The defendant, Jack Cuzick, was charged by information with first degree burglary and theft. The state filed an allegation of prior convictions based on two convictions in Cochise County, No. CR-11352.

Pursuant to a plea agreement, the defendant pled guilty to third degree burglary with one prior felony conviction. The theft count was to be dismissed. The court accepted the plea agreement and sentenced defendant to the presumptive term of six years.

As noted in defendant’s brief, the court did establish a factual basis as to the present charge. As to the prior convictions in Cochise County No. CR-11352, defendant admitted his arrest and convictions and that he was represented by counsel. Defendant did not admit that he committed the crimes, and the state did not establish a detailed factual basis to show that the defendant had committed the elements of the prior offenses.

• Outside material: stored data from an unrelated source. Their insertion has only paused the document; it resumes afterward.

//! Binding operators.
//!
//! A binding forwards an upstream stream until the host reaches a target phase,
//! then completes and drops the upstream. Two flavours:
//!
//! - [`bind_until_event`]: the caller names the target phase
//! - [`bind_to_lifecycle`]: the target is resolved from the phase the host is at
//!   when the bound stream is subscribed, through a [`PairingTable`]
//!
//! A bound stream is subscribed when it is first polled, not when it is built. Only
//! then is the lifecycle subscription taken and the target resolved, so a stream
//! built during setup and polled later binds to the phase current at that later
//! point.
//!
//! The host reaching its absolute terminal phase (or releasing its emitter) always
//! ends a binding, even when the target phase never fired.

use crate::metrics;
use crate::source::LifecycleSource;
use futures::future;
use futures::stream::{self, Stream, StreamExt};
use lifebind_core::{LifecycleError, LifecycleEvent, PairingTable, Result, resolve};
use std::future::Future;
use std::pin::Pin;
use std::sync::Arc;

/// A stream bound to a host lifecycle.
pub type BoundStream<T> = Pin<Box<dyn Stream<Item = T> + Send>>;

/// A future bound to a host lifecycle.
///
/// Resolves to `Some(output)` when the future finishes first, or `None` when the
/// lifecycle ends the binding first (the inner future is dropped at that point).
pub type BoundFuture<T> = Pin<Box<dyn Future<Output = Option<T>> + Send>>;

/// Forward `upstream` until `source` emits `target`.
///
/// The returned stream:
/// - yields upstream items unchanged, including `Err` items of a `Result` stream
/// - completes when upstream completes
/// - completes when the host emits `target`, dropping upstream
/// - completes when the host terminates or is released without emitting `target`
///
/// Phases delivered before the first poll are not observed. On every wake-up the
/// lifecycle is checked before upstream, so once `target` is observed no further
/// upstream item is forwarded.
///
/// # Example
///
/// ```
/// use futures::{stream, FutureExt, StreamExt};
/// use lifebind_core::ActivityEvent;
/// use lifebind_runtime::{bind_until_event, LifecycleConfig, LifecycleSource};
///
/// let (emitter, source) = LifecycleSource::channel(LifecycleConfig::default());
/// let mut bound = bind_until_event(stream::pending::<u32>(), &source, ActivityEvent::Stop);
///
/// emitter.emit(ActivityEvent::Start)?;
/// assert!(bound.next().now_or_never().is_none());
///
/// emitter.emit(ActivityEvent::Stop)?;
/// assert_eq!(bound.next().now_or_never(), Some(None));
/// # Ok::<(), lifebind_core::LifecycleError>(())
/// ```
pub fn bind_until_event<S, E>(upstream: S, source: &LifecycleSource<E>, target: E) -> BoundStream<S::Item>
where
    S: Stream + Send + 'static,
    S::Item: Send + 'static,
    E: LifecycleEvent,
{
    forward_ok(bind_on_subscribe(upstream, source.clone(), Target::Event(target)))
}

/// Forward `upstream` until the phase corresponding to the host's phase at
/// subscription.
///
/// The current phase is read when the returned stream is first polled, resolved
/// through `pairing`, and the stream then behaves as [`bind_until_event`] with that
/// target.
///
/// # Errors
///
/// The host is also checked when the stream is built, so a binding that could never
/// start fails here:
///
/// - [`LifecycleError::NotStarted`]: the host has not delivered any phase yet
/// - [`LifecycleError::OutsideLifecycle`]: the current phase has no closing phase
///
/// On error `upstream` is dropped without ever being polled. If the host moves to a
/// phase with no closing phase between building and first poll, the stream
/// completes with no items and the rejection is logged; use
/// [`try_bind_to_lifecycle`] to receive that error in-band.
pub fn bind_to_lifecycle<S, E>(
    upstream: S,
    source: &LifecycleSource<E>,
    pairing: &PairingTable<E>,
) -> Result<BoundStream<S::Item>>
where
    S: Stream + Send + 'static,
    S::Item: Send + 'static,
    E: LifecycleEvent,
{
    bind_stream(upstream, source, Target::corresponding(pairing))
}

/// Forward `upstream` as `Ok` items until the phase corresponding to the host's
/// phase at subscription, reporting a failed resolution in-band.
///
/// Nothing is checked when the stream is built. On first poll, a current phase with
/// no closing phase (or no current phase at all) yields a single `Err` and the
/// stream completes; upstream is never polled.
///
/// # Example
///
/// ```
/// use futures::{stream, FutureExt, StreamExt};
/// use lifebind_core::{ActivityEvent, LifecycleError, LifecycleEvent};
/// use lifebind_runtime::{try_bind_to_lifecycle, LifecycleConfig, LifecycleSource};
///
/// let (emitter, source) = LifecycleSource::channel(LifecycleConfig::default());
/// let pairing = ActivityEvent::corresponding_events();
/// let mut bound = try_bind_to_lifecycle(stream::iter([1, 2]), &source, &pairing);
///
/// emitter.emit(ActivityEvent::Create)?;
/// emitter.emit(ActivityEvent::Destroy)?;
///
/// assert_eq!(
///     bound.next().now_or_never(),
///     Some(Some(Err(LifecycleError::OutsideLifecycle { phase: "destroy" })))
/// );
/// assert_eq!(bound.next().now_or_never(), Some(None));
/// # Ok::<(), lifebind_core::LifecycleError>(())
/// ```
pub fn try_bind_to_lifecycle<S, E>(
    upstream: S,
    source: &LifecycleSource<E>,
    pairing: &PairingTable<E>,
) -> BoundStream<Result<S::Item>>
where
    S: Stream + Send + 'static,
    S::Item: Send + 'static,
    E: LifecycleEvent,
{
    try_bind_stream(upstream, source, Target::corresponding(pairing))
}

/// Run `future` until `source` emits `target`.
pub fn bind_future_until_event<F, E>(future: F, source: &LifecycleSource<E>, target: E) -> BoundFuture<F::Output>
where
    F: Future + Send + 'static,
    F::Output: Send + 'static,
    E: LifecycleEvent,
{
    first_item(bind_until_event(stream::once(future), source, target))
}

/// Run `future` until the phase corresponding to the host's phase when it is
/// first polled.
///
/// # Errors
///
/// Same conditions as [`bind_to_lifecycle`]; `future` is dropped unpolled.
pub fn bind_future_to_lifecycle<F, E>(
    future: F,
    source: &LifecycleSource<E>,
    pairing: &PairingTable<E>,
) -> Result<BoundFuture<F::Output>>
where
    F: Future + Send + 'static,
    F::Output: Send + 'static,
    E: LifecycleEvent,
{
    bind_future_stream(future, source, Target::corresponding(pairing))
}

/// How a binding finds the phase that ends it.
#[derive(Debug, Clone)]
pub(crate) enum Target<E: LifecycleEvent> {
    /// A phase named up front
    Event(E),
    /// The pairing of whatever phase is current at subscription
    Corresponding(Arc<PairingTable<E>>),
}

impl<E: LifecycleEvent> Target<E> {
    fn corresponding(pairing: &PairingTable<E>) -> Self {
        Self::Corresponding(Arc::new(pairing.clone()))
    }

    fn resolve(&self, source: &LifecycleSource<E>) -> Result<E> {
        match self {
            Self::Event(event) => Ok(*event),
            Self::Corresponding(pairing) => corresponding_target(source, pairing),
        }
    }
}

pub(crate) fn bind_stream<S, E>(upstream: S, source: &LifecycleSource<E>, target: Target<E>) -> Result<BoundStream<S::Item>>
where
    S: Stream + Send + 'static,
    S::Item: Send + 'static,
    E: LifecycleEvent,
{
    target.resolve(source)?;
    Ok(forward_ok(bind_on_subscribe(upstream, source.clone(), target)))
}

pub(crate) fn try_bind_stream<S, E>(upstream: S, source: &LifecycleSource<E>, target: Target<E>) -> BoundStream<Result<S::Item>>
where
    S: Stream + Send + 'static,
    S::Item: Send + 'static,
    E: LifecycleEvent,
{
    Box::pin(bind_on_subscribe(upstream, source.clone(), target))
}

pub(crate) fn bind_future_stream<F, E>(
    future: F,
    source: &LifecycleSource<E>,
    target: Target<E>,
) -> Result<BoundFuture<F::Output>>
where
    F: Future + Send + 'static,
    F::Output: Send + 'static,
    E: LifecycleEvent,
{
    bind_stream(stream::once(future), source, target).map(first_item)
}

fn corresponding_target<E: LifecycleEvent>(source: &LifecycleSource<E>, pairing: &PairingTable<E>) -> Result<E> {
    let resolved = source
        .current_phase()
        .ok_or(LifecycleError::NotStarted)
        .and_then(|phase| resolve(pairing, phase));

    if let Err(err) = &resolved {
        metrics::record_binding_rejected();
        tracing::warn!(error = %err, "Lifecycle binding rejected");
    }
    resolved
}

/// Drop the resolution error of a binding already validated when it was built.
fn forward_ok<S, T>(bound: S) -> BoundStream<T>
where
    S: Stream<Item = Result<T>> + Send + 'static,
    T: Send + 'static,
{
    Box::pin(bound.filter_map(|item| future::ready(item.ok())))
}

fn first_item<T: Send + 'static>(mut bound: BoundStream<T>) -> BoundFuture<T> {
    Box::pin(async move {
        let mut output = None;
        // Keep polling past the item so the binding records its upstream completion
        while let Some(item) = bound.next().await {
            output = Some(item);
        }
        output
    })
}

/// Why a binding stopped forwarding.
#[derive(Debug, Clone, Copy, PartialEq, Eq)]
enum Completion {
    Target,
    Destroyed,
    Upstream,
}

impl Completion {
    const fn label(self) -> &'static str {
        match self {
            Self::Target => "target",
            Self::Destroyed => "destroyed",
            Self::Upstream => "upstream",
        }
    }
}

/// Tracks one live binding. Dropped without completing means the subscriber
/// cancelled.
struct BindingGuard {
    target: &'static str,
    completed: bool,
}

impl BindingGuard {
    fn open(target: &'static str) -> Self {
        metrics::record_binding_opened();
        tracing::trace!(target_phase = target, "Lifecycle binding opened");
        Self {
            target,
            completed: false,
        }
    }

    fn complete(&mut self, completion: Completion) {
        self.completed = true;
        metrics::record_binding_closed(completion.label());
        tracing::debug!(
            target_phase = self.target,
            reason = completion.label(),
            "Lifecycle binding completed"
        );
    }
}

impl Drop for BindingGuard {
    fn drop(&mut self) {
        if !self.completed {
            metrics::record_binding_closed("cancelled");
            tracing::debug!(target_phase = self.target, "Lifecycle binding cancelled by subscriber");
        }
    }
}

enum Step<E, T> {
    Lifecycle(Option<E>),
    Upstream(Option<T>),
}

/// The binding itself. Nothing happens until the first poll: then the lifecycle is
/// subscribed, the target resolved, and upstream raced against the lifecycle.
fn bind_on_subscribe<S, E>(upstream: S, source: LifecycleSource<E>, target: Target<E>) -> impl Stream<Item = Result<S::Item>> + Send
where
    S: Stream + Send + 'static,
    S::Item: Send + 'static,
    E: LifecycleEvent,
{
    async_stream::stream! {
        // Subscribe before reading the current phase so no delivery falls in between
        let mut lifecycle = source.events();

        match target.resolve(&source) {
            Err(err) => yield Err(err),
            Ok(target) => {
                let mut guard = BindingGuard::open(target.label());
                let mut upstream = Box::pin(upstream);
                loop {
                    let step = tokio::select! {
                        biased;
                        phase = lifecycle.next() => Step::Lifecycle(phase),
                        item = upstream.next() => Step::Upstream(item),
                    };

                    match step {
                        Step::Lifecycle(Some(phase)) if phase == target => {
                            guard.complete(Completion::Target);
                            break;
                        }
                        Step::Lifecycle(Some(_)) => {}
                        Step::Lifecycle(None) => {
                            guard.complete(Completion::Destroyed);
                            break;
                        }
                        Step::Upstream(Some(item)) => yield Ok(item),
                        Step::Upstream(None) => {
                            guard.complete(Completion::Upstream);
                            break;
                        }
                    }
                }
            }
        }
    }
}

The defendant’s argument is that the trial court erred by not questioning him as to, or otherwise establishing, the facts underlying the prior offenses to prove that the defendant had indeed committed all the elements of those offenses. The state responds that the defendant’s admission that he had suffered the prior convictions was sufficient. The state is correct.

We do not accept the defendant’s argument that State v. Johnson, 142 Ariz. 223, 689 P.2d 166 (1984), somehow mandates reversal. In that case, the Arizona Supreme Court vacated the plea agreement because there was no evidence to refute the defendant’s insistence that his two pri- or convictions arose from a single incident, thus precluding the use of both, as opposed to just one, to enhance the sentence. See A.R.S. § 13-604(H). Here, unlike Johnson, there is no assertion that there is really any flaw in the factual basis for the priors. Further, since the defendant here was sentenced with only one prior conviction, no question of the application of A.R.S. § 13-604(H) is presented.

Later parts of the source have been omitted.